Limit at which an optical material will be damaged by a laser

The laser damage threshold (LDT) or laser induced damage threshold (LIDT) is the limit at which an optic or material will be damaged by a laser given the fluence (energy per area), intensity (power per area), and wavelength. LDT values are relevant to both transmissive and reflective optical elements and in applications where the laser induced modification or destruction of a material is the intended outcome.

== Mechanisms ==
=== Thermal ===
For long pulses or continuous wave lasers the primary damage mechanism tends to be thermal. Since both transmitting and reflecting optics have non-zero absorption, the laser can deposit thermal energy into the optic. At a certain point, there can be sufficient localized heating to either affect the material properties or induce thermal shock.

=== Dielectric breakdown ===
Dielectric breakdown occurs in insulating materials whenever the electric field is sufficient to induce electrical conductivity. Although this concept is more common in the context of DC and relatively low frequency AC electrical engineering the electromagnetic fields from a pulsed laser can be sufficient to induce this effect, causing damaging structural and chemical changes to the optic.
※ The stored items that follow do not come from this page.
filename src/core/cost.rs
// src/core/cost.rs
//! Daily spend tracking from the exchange income ledger.
use crate::config::CostConfig;
use crate::connectors::error::GatewayResult;
use crate::connectors::traits::ExchangeGateway;
use crate::types::{IncomeQuery, IncomeRecord, IncomeType};
use chrono::{DateTime, Duration as ChronoDuration, Local, LocalResult, NaiveTime, TimeZone};
use rust_decimal::Decimal;
use std::collections::{HashMap, HashSet};
use std::time::Duration;
use tracing::{debug, error, warn};

/// Half-open `[start_ms, end_ms)` window in epoch milliseconds.
#[derive(Debug, Clone, Copy, PartialEq, Eq)]
pub struct DayWindow {
    pub start_ms: i64,
    pub end_ms: i64,
}

impl DayWindow {
    pub fn contains(&self, time: i64) -> bool {
        time >= self.start_ms && time < self.end_ms
    }
}

/// Local midnight to the next local midnight around `now`.
pub fn local_day_window(now: DateTime<Local>) -> DayWindow {
    let today = now.date_naive();
    let start = local_midnight_ms(today).unwrap_or_else(|| now.timestamp_millis());
    let end = today
        .succ_opt()
        .and_then(local_midnight_ms)
        .unwrap_or(start + ChronoDuration::days(1).num_milliseconds());
    DayWindow {
        start_ms: start,
        end_ms: end,
    }
}

fn local_midnight_ms(date: chrono::NaiveDate) -> Option<i64> {
    let naive = date.and_time(NaiveTime::MIN);
    match Local.from_local_datetime(&naive) {
        LocalResult::Single(t) => Some(t.timestamp_millis()),
        LocalResult::Ambiguous(earliest, _) => Some(earliest.timestamp_millis()),
        LocalResult::None => None,
    }
}

/// Which ledger entries count towards the daily spend.
#[derive(Debug, Clone)]
pub struct CostScope {
    pub income_types: HashSet<IncomeType>,
    /// `None` counts every symbol.
    pub symbols: Option<HashSet<String>>,
    pub quote_asset: String,
}

impl CostScope {
    pub fn new(config: &CostConfig, universe: &[String], quote_asset: &str) -> Self {
        Self {
            income_types: config.income_types.iter().copied().collect(),
            symbols: config
                .restrict_to_universe
                .then(|| universe.iter().cloned().collect()),
            quote_asset: quote_asset.to_string(),
        }
    }

    fn counts(&self, record: &IncomeRecord) -> bool {
        if !self.income_types.contains(&record.income_type) {
            return false;
        }
        match &self.symbols {
            Some(symbols) if !record.symbol.is_empty() => symbols.contains(&record.symbol),
            _ => true,
        }
    }

    /// The server-side filter only takes a single type.
    fn query_type(&self) -> Option<IncomeType> {
        if self.income_types.len() == 1 {
            self.income_types.iter().next().copied()
        } else {
            None
        }
    }

    fn asset_price(&self, asset: &str, marks: &HashMap<String, Decimal>) -> Decimal {
        if asset == self.quote_asset {
            return Decimal::ONE;
        }
        let symbol = format!("{}{}", asset, self.quote_asset);
        match marks.get(&symbol) {
            Some(price) => *price,
            None => {
                error!("symbol {} not found in mark prices, counting as zero", symbol);
                Decimal::ZERO
            }
        }
    }
}

/// Per-iteration view of an account's spend. Never cached.
#[derive(Debug, Clone, PartialEq)]
pub struct CostState {
    pub cost: Decimal,
    pub budget: Decimal,
    pub exhausted: bool,
}

/// Net expenditure: counted income is negated, so paid commissions come out positive.
pub fn accumulated_cost(
    records: &[IncomeRecord],
    window: DayWindow,
    scope: &CostScope,
    marks: &HashMap<String, Decimal>,
) -> Decimal {
    let income: Decimal = records
        .iter()
        .filter(|r| window.contains(r.time) && scope.counts(r))
        .map(|r| r.amount * scope.asset_price(&r.asset, marks))
        .sum();
    -income
}

pub fn is_budget_exhausted(cost: Decimal, budget: Decimal) -> bool {
    cost.abs() >= budget
}

/// Walks the ledger forward from the window start until a page comes back empty
/// or stops advancing the cursor.
pub async fn fetch_income_history<G>(
    gateway: &G,
    window: DayWindow,
    income_type: Option<IncomeType>,
    page_limit: u32,
    page_delay: Duration,
) -> GatewayResult<Vec<IncomeRecord>>
where
    G: ExchangeGateway + ?Sized,
{
    let mut history = Vec::new();
    let mut cursor = window.start_ms;

    while cursor < window.end_ms {
        let query = IncomeQuery {
            start_ms: cursor,
            end_ms: window.end_ms - 1,
            income_type,
            limit: page_limit,
        };
        let page = gateway.income_history(&query).await?;
        let Some(last) = page.last() else {
            break;
        };
        let next = cursor.max(last.time + 1);
        if next == cursor {
            warn!(
                "income page ending at {} did not move past {}, stopping",
                last.time, cursor
            );
            break;
        }
        cursor = next;
        history.extend(page);
        tokio::time::sleep(page_delay).await;
    }

    debug!("fetched {} income records", history.len());
    Ok(history)
}

/// Fetches today's ledger and mark prices and compares the spend against `budget`.
pub async fn daily_cost<G>(
    gateway: &G,
    config: &CostConfig,
    scope: &CostScope,
    budget: Decimal,
    now: DateTime<Local>,
) -> GatewayResult<CostState>
where
    G: ExchangeGateway + ?Sized,
{
    let window = local_day_window(now);
    let records = fetch_income_history(
        gateway,
        window,
        scope.query_type(),
        config.page_limit,
        Duration::from_millis(config.page_delay_ms),
    )
    .await?;
    let marks = gateway.mark_prices().await?;
    let cost = accumulated_cost(&records, window, scope, &marks);

    Ok(CostState {
        cost,
        budget,
        exhausted: is_budget_exhausted(cost, budget),
    })
}
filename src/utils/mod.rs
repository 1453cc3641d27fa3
pub mod precision;
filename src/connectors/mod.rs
pub mod aster;
pub mod error;
pub mod messages;
#[cfg(test)]
pub mod mock;
pub mod traits;
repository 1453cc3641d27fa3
// src/utils/precision.rs
use crate::types::{BookTicker, SymbolLimits};
use rust_decimal::{Decimal, RoundingStrategy};
use std::fmt;

/// Prices closer than this are treated as equal.
pub const PRICE_EPSILON: Decimal = Decimal::from_parts(1, 0, 0, false, 13);

/// Why a candidate order was not sent.
#[derive(Debug, Clone, Copy, PartialEq, Eq)]
pub enum SkipReason {
    BelowMinNotional,
    BelowMinQuantity,
    /// The quantized price sits on the bid or the ask, so the pair would not self-match.
    DegenerateSpread,
    LowBalance,
    UnknownSymbol,
}

impl fmt::Display for SkipReason {
    fn fmt(&self, f: &mut fmt::Formatter<'_>) -> fmt::Result {
        let text = match self {
            SkipReason::BelowMinNotional => "notional below exchange minimum",
            SkipReason::BelowMinQuantity => "quantity below exchange minimum",
            SkipReason::DegenerateSpread => "no spread left after quantization",
            SkipReason::LowBalance => "available balance too low",
            SkipReason::UnknownSymbol => "symbol has no limits",
        };
        f.write_str(text)
    }
}

/// Rounds the price DOWN to a multiple of `tick_size`, then to `precision` decimals.
/// Example: price=100.05, tick=0.1 -> 100.0
pub fn quantize_price(raw_price: Decimal, tick_size: Decimal, precision: u32) -> Decimal {
    floor_to_step(raw_price, tick_size).round_dp_with_strategy(precision, RoundingStrategy::ToZero)
}

/// Rounds the quantity DOWN to a multiple of `step_size`, then to `precision` decimals,
/// then caps it at `max_qty` (zero means uncapped). Never raised to `min_qty`.
pub fn quantize_quantity(
    raw_qty: Decimal,
    step_size: Decimal,
    precision: u32,
    _min_qty: Decimal,
    max_qty: Decimal,
) -> Decimal {
    let qty = floor_to_step(raw_qty, step_size)
        .round_dp_with_strategy(precision, RoundingStrategy::ToZero);
    if max_qty.is_zero() {
        qty
    } else {
        qty.min(max_qty)
    }
}

fn floor_to_step(amount: Decimal, step: Decimal) -> Decimal {
    if step.is_zero() {
        return amount;
    }
    (amount / step).floor() * step
}

/// Decides whether a quantized (price, quantity) pair may be sent against the current book.
pub fn admit_order(
    price: Decimal,
    quantity: Decimal,
    book: &BookTicker,
    limits: &SymbolLimits,
    min_notional: Decimal,
) -> Result<(), SkipReason> {
    let floor = limits
        .min_notional
        .map_or(min_notional, |exchange_min| exchange_min.max(min_notional));
    if quantity * price < floor {
        return Err(SkipReason::BelowMinNotional);
    }
    if quantity < limits.min_qty || quantity.is_zero() {
        return Err(SkipReason::BelowMinQuantity);
    }
    if (price - book.bid).abs() <= PRICE_EPSILON || (book.ask - price).abs() <= PRICE_EPSILON {
        return Err(SkipReason::DegenerateSpread);
    }
    Ok(())
}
=== Avalanche breakdown ===
For very short, high power pulses, avalanche breakdown can occur. At these exceptionally high intensities, multiphoton absorption can cause the rapid ionization of atoms of the optic. This plasma readily absorbs the laser energy, leading to the liberation of more electrons and a run-away "avalanche" effect, capable of causing significant damage to the optic.

== Mitigation ==
Optical systems can mitigate the effects of laser damage both by increasing the LDT of the optics used and by changing the laser beam characteristics. The use of high reflectivity (HR) dielectric mirrors instead of metal mirrors is a common strategy. Further, the beam can be expanded, reducing the fluence present on optics. Finally, the beam can be temporally stretched, i.e. "chirped", to reduce the power incident on the optic. The use of chirped beams was the key innovation in chirped pulse amplification, a technique which permits the generation of petawatt class beams which was awarded the 2018 Nobel Prize in Physics.

== Applications ==
Some applications make use of laser breakdown directly, necessitating knowledge of the materials' LDT properties. Some examples include:
- Laser cutting
- Pulsed laser deposition
- Certain laser medicine techniques
- Plasma generation, especially for wakefield acceleration
- Laser weapons

== Standards ==
ISO 21254 is an international standard that specifies the procedures and definitions for measuring the laser-induced damage threshold (LIDT) of optical materials, it is divided into the following parts:
- Part 1: Definitions and general principles.
- Part 2: Procedures for the measurement of damage threshold (includes damage probability and site density).
- Part 3: Additional methods and guidelines for laser sources and testing arrangements.